Dataset content →

--- START ---

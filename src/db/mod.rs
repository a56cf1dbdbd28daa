//! SQLite storage for students, courses and enrollments.
//!
//! The two check-then-act operations, enrolling and rating, run inside
//! `BEGIN IMMEDIATE` transactions. SQLite grants one such transaction at a
//! time per database file, so concurrent enrollments or ratings are
//! serialized even across separate [`Database`] handles or processes sharing
//! the file. The UNIQUE index on `(student_id, course_id)` backs the
//! enrollment check independently of the transaction.

mod schema;

use std::path::PathBuf;
use std::sync::{Arc, Mutex, MutexGuard};
use std::time::Duration;

use anyhow::Result;
use chrono::Utc;
use rusqlite::types::{FromSql, FromSqlResult, ToSqlOutput, ValueRef};
use rusqlite::{Connection, OptionalExtension, ToSql, TransactionBehavior};

use crate::config::DEFAULT_STORAGE_TIMEOUT;
use crate::models::*;
use crate::Error;

pub struct Database {
    conn: Arc<Mutex<Connection>>,
}

impl Database {
    pub fn open(path: PathBuf) -> Result<Self> {
        Self::open_with_timeout(path, DEFAULT_STORAGE_TIMEOUT)
    }

    /// Open a database file, waiting up to `busy_timeout` whenever another
    /// connection holds the write lock.
    pub fn open_with_timeout(path: PathBuf, busy_timeout: Duration) -> Result<Self> {
        let parent = path
            .parent()
            .ok_or_else(|| anyhow::anyhow!("Database path has no parent directory"))?;
        std::fs::create_dir_all(parent)?;
        let conn = Connection::open(&path)?;
        conn.busy_timeout(busy_timeout)?;
        conn.pragma_update(None, "journal_mode", "WAL")?;
        Self::configure(conn, busy_timeout)
    }

    pub fn open_default() -> Result<Self> {
        Self::open(default_path()?)
    }

    pub fn open_memory() -> Result<Self> {
        let conn = Connection::open_in_memory()?;
        Self::configure(conn, DEFAULT_STORAGE_TIMEOUT)
    }

    fn configure(conn: Connection, busy_timeout: Duration) -> Result<Self> {
        conn.pragma_update(None, "foreign_keys", "ON")?;
        conn.busy_timeout(busy_timeout)?;
        Ok(Self {
            conn: Arc::new(Mutex::new(conn)),
        })
    }

    pub fn migrate(&self) -> Result<()> {
        let conn = self.lock()?;
        schema::run_migrations(&conn)
    }

    fn lock(&self) -> Result<MutexGuard<'_, Connection>, Error> {
        self.conn
            .lock()
            .map_err(|_| Error::Worker("database lock poisoned".to_string()))
    }

    // ============================================================
    // Student operations
    // ============================================================

    /// Insert a student with an already-hashed password.
    ///
    /// Email uniqueness is left to the UNIQUE constraint so that two
    /// concurrent registrations for one address cannot both succeed.
    pub fn create_student(
        &self,
        name: &str,
        email: &str,
        password_hash: &str,
    ) -> Result<Student, Error> {
        let conn = self.lock()?;
        let now = Utc::now();

        conn.execute(
            "INSERT INTO students (name, email, password_hash, created_at) VALUES (?, ?, ?, ?)",
            (name, email, password_hash, now.to_rfc3339()),
        )
        .map_err(|e| {
            if is_unique_violation(&e) {
                Error::DuplicateIdentity
            } else {
                Error::Storage(e)
            }
        })?;

        Ok(Student {
            id: StudentId::new(conn.last_insert_rowid()),
            name: name.to_string(),
            email: email.to_string(),
            created_at: now,
        })
    }

    pub fn get_student(&self, id: StudentId) -> Result<Option<Student>, Error> {
        let conn = self.lock()?;
        let student = conn
            .query_row(
                "SELECT id, name, email, created_at FROM students WHERE id = ?",
                [id],
                |row| {
                    Ok(Student {
                        id: row.get(0)?,
                        name: row.get(1)?,
                        email: row.get(2)?,
                        created_at: parse_datetime(row.get::<_, String>(3)?),
                    })
                },
            )
            .optional()?;
        Ok(student)
    }

    /// Look up a student and their password hash by exact email.
    pub fn find_credentials(&self, email: &str) -> Result<Option<(Student, String)>, Error> {
        let conn = self.lock()?;
        let found = conn
            .query_row(
                "SELECT id, name, email, created_at, password_hash FROM students WHERE email = ?",
                [email],
                |row| {
                    Ok((
                        Student {
                            id: row.get(0)?,
                            name: row.get(1)?,
                            email: row.get(2)?,
                            created_at: parse_datetime(row.get::<_, String>(3)?),
                        },
                        row.get::<_, String>(4)?,
                    ))
                },
            )
            .optional()?;
        Ok(found)
    }

    // ============================================================
    // Course operations
    // ============================================================

    /// Insert each seed course that does not exist yet. Returns how many
    /// were created.
    pub fn seed_courses(&self) -> Result<usize, Error> {
        let conn = self.lock()?;
        let now = Utc::now().to_rfc3339();
        let mut created = 0;

        for name in SEED_COURSES {
            created += conn.execute(
                "INSERT OR IGNORE INTO courses (name, rating, created_at) VALUES (?, ?, ?)",
                (name, DEFAULT_COURSE_RATING, &now),
            )?;
        }

        Ok(created)
    }

    pub fn get_all_courses(&self) -> Result<Vec<Course>, Error> {
        let conn = self.lock()?;
        let mut stmt =
            conn.prepare("SELECT id, name, rating, created_at FROM courses ORDER BY id")?;

        let courses = stmt
            .query_map([], course_from_row)?
            .collect::<Result<Vec<_>, _>>()?;

        Ok(courses)
    }

    pub fn get_course(&self, id: CourseId) -> Result<Option<Course>, Error> {
        let conn = self.lock()?;
        let course = conn
            .query_row(
                "SELECT id, name, rating, created_at FROM courses WHERE id = ?",
                [id],
                course_from_row,
            )
            .optional()?;
        Ok(course)
    }

    // ============================================================
    // Enrollment operations
    // ============================================================

    /// Enroll a student in a course.
    ///
    /// The duplicate check runs before the course lookup, so enrolling twice
    /// in a course that has since vanished still reports `AlreadyEnrolled`.
    pub fn create_enrollment(
        &self,
        student_id: StudentId,
        course_id: CourseId,
    ) -> Result<Enrollment, Error> {
        let mut conn = self.lock()?;
        let tx = conn.transaction_with_behavior(TransactionBehavior::Immediate)?;

        let existing: Option<EnrollmentId> = tx
            .query_row(
                "SELECT id FROM enrollments WHERE student_id = ? AND course_id = ?",
                (student_id, course_id),
                |row| row.get(0),
            )
            .optional()?;
        if existing.is_some() {
            return Err(Error::AlreadyEnrolled);
        }

        let course_exists: bool = tx.query_row(
            "SELECT EXISTS(SELECT 1 FROM courses WHERE id = ?)",
            [course_id],
            |row| row.get(0),
        )?;
        if !course_exists {
            return Err(Error::CourseNotFound);
        }

        let now = Utc::now();
        tx.execute(
            "INSERT INTO enrollments (student_id, course_id, created_at) VALUES (?, ?, ?)",
            (student_id, course_id, now.to_rfc3339()),
        )
        .map_err(|e| {
            if is_unique_violation(&e) {
                Error::AlreadyEnrolled
            } else {
                Error::Storage(e)
            }
        })?;
        let id = EnrollmentId::new(tx.last_insert_rowid());
        tx.commit()?;

        Ok(Enrollment {
            id,
            student_id,
            course_id,
            rating: None,
            created_at: now,
        })
    }

    pub fn get_enrollment(
        &self,
        student_id: StudentId,
        course_id: CourseId,
    ) -> Result<Option<Enrollment>, Error> {
        let conn = self.lock()?;
        let enrollment = conn
            .query_row(
                "SELECT id, student_id, course_id, rating, created_at
                 FROM enrollments WHERE student_id = ? AND course_id = ?",
                (student_id, course_id),
                enrollment_from_row,
            )
            .optional()?;
        Ok(enrollment)
    }

    /// All of a student's enrollments with each course's current state, in
    /// the order they were created.
    pub fn get_enrollments_by_student(
        &self,
        student_id: StudentId,
    ) -> Result<Vec<EnrollmentView>, Error> {
        let conn = self.lock()?;
        let mut stmt = conn.prepare(
            "SELECT c.id, c.name, e.rating, c.rating
             FROM enrollments e JOIN courses c ON c.id = e.course_id
             WHERE e.student_id = ? ORDER BY e.id",
        )?;

        let views = stmt
            .query_map([student_id], |row| {
                Ok(EnrollmentView {
                    course_id: row.get(0)?,
                    course_name: row.get(1)?,
                    rating: row.get(2)?,
                    course_rating: row.get(3)?,
                })
            })?
            .collect::<Result<Vec<_>, _>>()?;

        Ok(views)
    }

    pub fn count_enrollments(
        &self,
        student_id: StudentId,
        course_id: CourseId,
    ) -> Result<i64, Error> {
        let conn = self.lock()?;
        let count = conn.query_row(
            "SELECT COUNT(*) FROM enrollments WHERE student_id = ? AND course_id = ?",
            (student_id, course_id),
            |row| row.get(0),
        )?;
        Ok(count)
    }

    // ============================================================
    // Rating operations
    // ============================================================

    /// Record a student's rating for a course and recompute the course mean.
    ///
    /// Everything from the enrollment lookup to the aggregate write happens
    /// in one IMMEDIATE transaction, so the mean always covers every rating
    /// committed before it.
    pub fn rate_course(
        &self,
        student_id: StudentId,
        course_id: CourseId,
        score: Score,
    ) -> Result<RatingOutcome, Error> {
        let mut conn = self.lock()?;
        let tx = conn.transaction_with_behavior(TransactionBehavior::Immediate)?;

        let enrollment = tx
            .query_row(
                "SELECT id, student_id, course_id, rating, created_at
                 FROM enrollments WHERE student_id = ? AND course_id = ?",
                (student_id, course_id),
                enrollment_from_row,
            )
            .optional()?
            .ok_or(Error::NotEnrolled)?;
        if enrollment.is_rated() {
            return Err(Error::AlreadyRated);
        }

        tx.execute(
            "UPDATE enrollments SET rating = ? WHERE id = ? AND rating IS NULL",
            (score, enrollment.id),
        )?;

        let (sum, count): (i64, i64) = tx.query_row(
            "SELECT COALESCE(SUM(rating), 0), COUNT(rating)
             FROM enrollments WHERE course_id = ? AND rating IS NOT NULL",
            [course_id],
            |row| Ok((row.get(0)?, row.get(1)?)),
        )?;
        // The rating written above guarantees count >= 1
        let course_rating = mean_rating(sum, count).unwrap_or(f64::from(score.get()));

        tx.execute(
            "UPDATE courses SET rating = ? WHERE id = ?",
            (course_rating, course_id),
        )?;
        tx.commit()?;

        Ok(RatingOutcome {
            course_id,
            rating: score,
            course_rating,
        })
    }
}

impl std::fmt::Debug for Database {
    fn fmt(&self, f: &mut std::fmt::Formatter<'_>) -> std::fmt::Result {
        f.debug_struct("Database").finish_non_exhaustive()
    }
}

impl Clone for Database {
    fn clone(&self) -> Self {
        Self {
            conn: self.conn.clone(),
        }
    }
}

fn default_path() -> Result<PathBuf> {
    let dirs = directories::ProjectDirs::from("", "", "enrollment-service")
        .ok_or_else(|| anyhow::anyhow!("Could not determine data directory"))?;
    Ok(dirs.data_dir().join("enrollment.db"))
}

pub(crate) fn is_unique_violation(err: &rusqlite::Error) -> bool {
    matches!(
        err,
        rusqlite::Error::SqliteFailure(e, _)
            if e.extended_code == rusqlite::ffi::SQLITE_CONSTRAINT_UNIQUE
    )
}

fn course_from_row(row: &rusqlite::Row<'_>) -> rusqlite::Result<Course> {
    Ok(Course {
        id: row.get(0)?,
        name: row.get(1)?,
        rating: row.get(2)?,
        created_at: parse_datetime(row.get::<_, String>(3)?),
    })
}

fn enrollment_from_row(row: &rusqlite::Row<'_>) -> rusqlite::Result<Enrollment> {
    Ok(Enrollment {
        id: row.get(0)?,
        student_id: row.get(1)?,
        course_id: row.get(2)?,
        rating: row.get(3)?,
        created_at: parse_datetime(row.get::<_, String>(4)?),
    })
}

fn parse_datetime(s: String) -> chrono::DateTime<Utc> {
    chrono::DateTime::parse_from_rfc3339(&s)
        .map(|dt| dt.with_timezone(&Utc))
        .unwrap_or_else(|_| Utc::now())
}

macro_rules! sql_id {
    ($($name:ident),*) => {$(
        impl ToSql for $name {
            fn to_sql(&self) -> rusqlite::Result<ToSqlOutput<'_>> {
                Ok(ToSqlOutput::from(self.get()))
            }
        }

        impl FromSql for $name {
            fn column_result(value: ValueRef<'_>) -> FromSqlResult<Self> {
                i64::column_result(value).map($name::new)
            }
        }
    )*};
}

sql_id!(StudentId, CourseId, EnrollmentId);

impl ToSql for Score {
    fn to_sql(&self) -> rusqlite::Result<ToSqlOutput<'_>> {
        Ok(ToSqlOutput::from(i64::from(*self)))
    }
}

impl FromSql for Score {
    fn column_result(value: ValueRef<'_>) -> FromSqlResult<Self> {
        let raw = i64::column_result(value)?;
        Score::new(raw).map_err(|_| rusqlite::types::FromSqlError::OutOfRange(raw))
    }
}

--- END ---

Aim of the exercise →
Every line in the records above that has "impl" counts once. Give the total and nothing else.

Task result →
7